### What you should do
Work out how many lines of the material contain the string "that". Respond with the number only.

### Given records

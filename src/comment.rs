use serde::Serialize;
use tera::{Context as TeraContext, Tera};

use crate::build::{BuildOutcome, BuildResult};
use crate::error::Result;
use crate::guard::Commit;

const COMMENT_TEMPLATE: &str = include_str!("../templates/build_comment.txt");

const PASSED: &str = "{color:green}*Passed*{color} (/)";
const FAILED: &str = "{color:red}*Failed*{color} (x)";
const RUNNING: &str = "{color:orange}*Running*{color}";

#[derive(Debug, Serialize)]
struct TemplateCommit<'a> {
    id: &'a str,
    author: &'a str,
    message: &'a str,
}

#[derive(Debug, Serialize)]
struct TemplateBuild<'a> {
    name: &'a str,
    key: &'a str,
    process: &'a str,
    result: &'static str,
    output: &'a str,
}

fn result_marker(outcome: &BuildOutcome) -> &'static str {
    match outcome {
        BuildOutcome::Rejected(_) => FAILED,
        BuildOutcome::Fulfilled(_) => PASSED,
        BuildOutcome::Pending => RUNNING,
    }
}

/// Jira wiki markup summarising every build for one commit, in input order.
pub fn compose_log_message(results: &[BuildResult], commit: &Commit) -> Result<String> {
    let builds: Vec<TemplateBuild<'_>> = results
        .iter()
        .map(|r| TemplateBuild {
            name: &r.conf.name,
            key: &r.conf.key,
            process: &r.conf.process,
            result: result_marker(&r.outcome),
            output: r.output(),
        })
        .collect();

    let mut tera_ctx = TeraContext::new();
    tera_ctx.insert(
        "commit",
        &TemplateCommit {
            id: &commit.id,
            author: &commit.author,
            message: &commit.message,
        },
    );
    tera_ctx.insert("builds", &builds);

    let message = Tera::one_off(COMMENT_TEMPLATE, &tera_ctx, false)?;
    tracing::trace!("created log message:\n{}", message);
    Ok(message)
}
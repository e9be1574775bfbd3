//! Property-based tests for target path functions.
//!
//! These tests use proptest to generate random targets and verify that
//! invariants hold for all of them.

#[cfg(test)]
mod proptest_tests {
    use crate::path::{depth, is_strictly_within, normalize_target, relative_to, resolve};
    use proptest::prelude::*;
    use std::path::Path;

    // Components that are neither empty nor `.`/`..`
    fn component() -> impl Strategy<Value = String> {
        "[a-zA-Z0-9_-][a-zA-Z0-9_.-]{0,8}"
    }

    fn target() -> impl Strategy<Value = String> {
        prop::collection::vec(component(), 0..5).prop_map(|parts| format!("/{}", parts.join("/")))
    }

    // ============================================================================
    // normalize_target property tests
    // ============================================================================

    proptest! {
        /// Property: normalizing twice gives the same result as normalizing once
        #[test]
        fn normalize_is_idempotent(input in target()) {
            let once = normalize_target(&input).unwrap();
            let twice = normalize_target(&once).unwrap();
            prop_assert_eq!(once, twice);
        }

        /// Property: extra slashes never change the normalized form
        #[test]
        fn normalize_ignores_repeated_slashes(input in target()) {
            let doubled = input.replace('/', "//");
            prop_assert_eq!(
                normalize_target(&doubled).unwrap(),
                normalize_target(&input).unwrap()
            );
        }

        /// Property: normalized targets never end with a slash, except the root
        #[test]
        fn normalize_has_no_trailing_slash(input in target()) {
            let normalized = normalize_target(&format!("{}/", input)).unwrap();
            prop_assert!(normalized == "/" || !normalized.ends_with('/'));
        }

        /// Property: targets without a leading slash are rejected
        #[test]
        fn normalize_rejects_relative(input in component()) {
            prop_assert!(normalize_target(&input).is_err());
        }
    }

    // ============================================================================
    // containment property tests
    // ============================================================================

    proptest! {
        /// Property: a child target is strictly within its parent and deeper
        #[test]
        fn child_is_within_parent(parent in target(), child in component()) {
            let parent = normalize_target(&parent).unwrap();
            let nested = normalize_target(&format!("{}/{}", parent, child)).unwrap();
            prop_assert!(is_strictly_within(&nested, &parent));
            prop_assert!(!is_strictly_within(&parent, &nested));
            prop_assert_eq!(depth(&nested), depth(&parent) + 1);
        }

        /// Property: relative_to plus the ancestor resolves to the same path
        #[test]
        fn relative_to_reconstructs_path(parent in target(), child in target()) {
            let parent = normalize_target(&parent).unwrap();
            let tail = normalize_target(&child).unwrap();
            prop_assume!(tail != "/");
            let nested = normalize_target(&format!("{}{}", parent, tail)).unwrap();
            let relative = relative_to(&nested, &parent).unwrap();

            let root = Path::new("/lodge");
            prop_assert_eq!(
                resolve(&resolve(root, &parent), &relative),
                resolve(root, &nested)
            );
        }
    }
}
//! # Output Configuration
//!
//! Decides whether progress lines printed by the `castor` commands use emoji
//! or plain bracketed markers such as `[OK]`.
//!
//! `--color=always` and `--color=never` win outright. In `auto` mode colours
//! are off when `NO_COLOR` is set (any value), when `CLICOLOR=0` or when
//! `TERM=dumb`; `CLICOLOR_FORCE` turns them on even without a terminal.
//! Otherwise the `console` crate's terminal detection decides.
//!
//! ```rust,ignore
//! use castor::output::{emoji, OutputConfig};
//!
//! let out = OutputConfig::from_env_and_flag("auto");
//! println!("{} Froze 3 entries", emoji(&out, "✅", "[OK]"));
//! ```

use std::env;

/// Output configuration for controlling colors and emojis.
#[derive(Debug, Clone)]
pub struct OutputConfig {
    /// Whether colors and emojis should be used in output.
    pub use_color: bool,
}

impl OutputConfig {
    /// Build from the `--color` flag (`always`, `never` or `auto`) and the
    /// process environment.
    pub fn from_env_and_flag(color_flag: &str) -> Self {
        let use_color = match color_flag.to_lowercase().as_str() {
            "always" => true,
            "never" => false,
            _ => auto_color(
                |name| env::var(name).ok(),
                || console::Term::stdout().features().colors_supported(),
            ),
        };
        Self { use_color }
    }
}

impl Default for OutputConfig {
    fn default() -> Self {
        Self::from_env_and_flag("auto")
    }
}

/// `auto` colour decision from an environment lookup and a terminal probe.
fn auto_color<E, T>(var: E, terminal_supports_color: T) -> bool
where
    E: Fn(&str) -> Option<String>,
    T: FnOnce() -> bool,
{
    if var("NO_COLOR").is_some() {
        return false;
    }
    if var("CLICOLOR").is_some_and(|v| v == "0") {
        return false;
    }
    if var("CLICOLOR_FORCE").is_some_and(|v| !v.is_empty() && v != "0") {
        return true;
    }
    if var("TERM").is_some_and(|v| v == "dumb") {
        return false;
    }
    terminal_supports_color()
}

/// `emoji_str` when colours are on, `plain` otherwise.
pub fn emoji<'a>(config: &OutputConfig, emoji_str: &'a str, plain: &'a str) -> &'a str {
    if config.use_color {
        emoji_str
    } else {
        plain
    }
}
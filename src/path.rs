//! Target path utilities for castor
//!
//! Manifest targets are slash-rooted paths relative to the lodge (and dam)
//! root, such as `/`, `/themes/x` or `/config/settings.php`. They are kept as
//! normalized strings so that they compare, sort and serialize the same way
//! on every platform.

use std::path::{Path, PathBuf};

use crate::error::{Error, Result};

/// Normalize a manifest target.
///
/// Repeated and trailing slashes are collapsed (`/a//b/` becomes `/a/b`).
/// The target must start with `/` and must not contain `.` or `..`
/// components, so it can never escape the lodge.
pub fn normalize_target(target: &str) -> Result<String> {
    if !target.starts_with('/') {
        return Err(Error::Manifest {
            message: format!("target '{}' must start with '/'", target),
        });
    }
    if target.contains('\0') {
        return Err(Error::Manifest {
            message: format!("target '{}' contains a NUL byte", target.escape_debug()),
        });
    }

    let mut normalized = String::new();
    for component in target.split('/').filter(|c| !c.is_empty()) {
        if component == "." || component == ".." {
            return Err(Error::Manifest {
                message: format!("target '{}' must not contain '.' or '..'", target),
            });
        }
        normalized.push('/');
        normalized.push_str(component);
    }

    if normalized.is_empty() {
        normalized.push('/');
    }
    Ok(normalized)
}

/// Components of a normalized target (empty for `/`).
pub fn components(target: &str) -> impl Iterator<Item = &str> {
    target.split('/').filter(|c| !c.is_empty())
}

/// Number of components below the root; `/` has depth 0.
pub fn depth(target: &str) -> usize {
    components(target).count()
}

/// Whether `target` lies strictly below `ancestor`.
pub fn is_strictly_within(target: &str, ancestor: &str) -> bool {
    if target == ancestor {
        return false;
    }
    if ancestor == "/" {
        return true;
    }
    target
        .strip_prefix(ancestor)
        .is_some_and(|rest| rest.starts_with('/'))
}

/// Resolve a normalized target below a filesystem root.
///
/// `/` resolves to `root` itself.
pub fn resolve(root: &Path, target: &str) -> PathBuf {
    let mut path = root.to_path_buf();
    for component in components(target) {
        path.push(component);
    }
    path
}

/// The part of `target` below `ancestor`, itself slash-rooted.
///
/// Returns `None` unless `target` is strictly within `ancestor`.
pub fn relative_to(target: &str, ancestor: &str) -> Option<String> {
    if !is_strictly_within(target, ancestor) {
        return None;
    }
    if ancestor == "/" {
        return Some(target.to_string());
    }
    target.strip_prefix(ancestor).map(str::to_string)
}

### Response box
3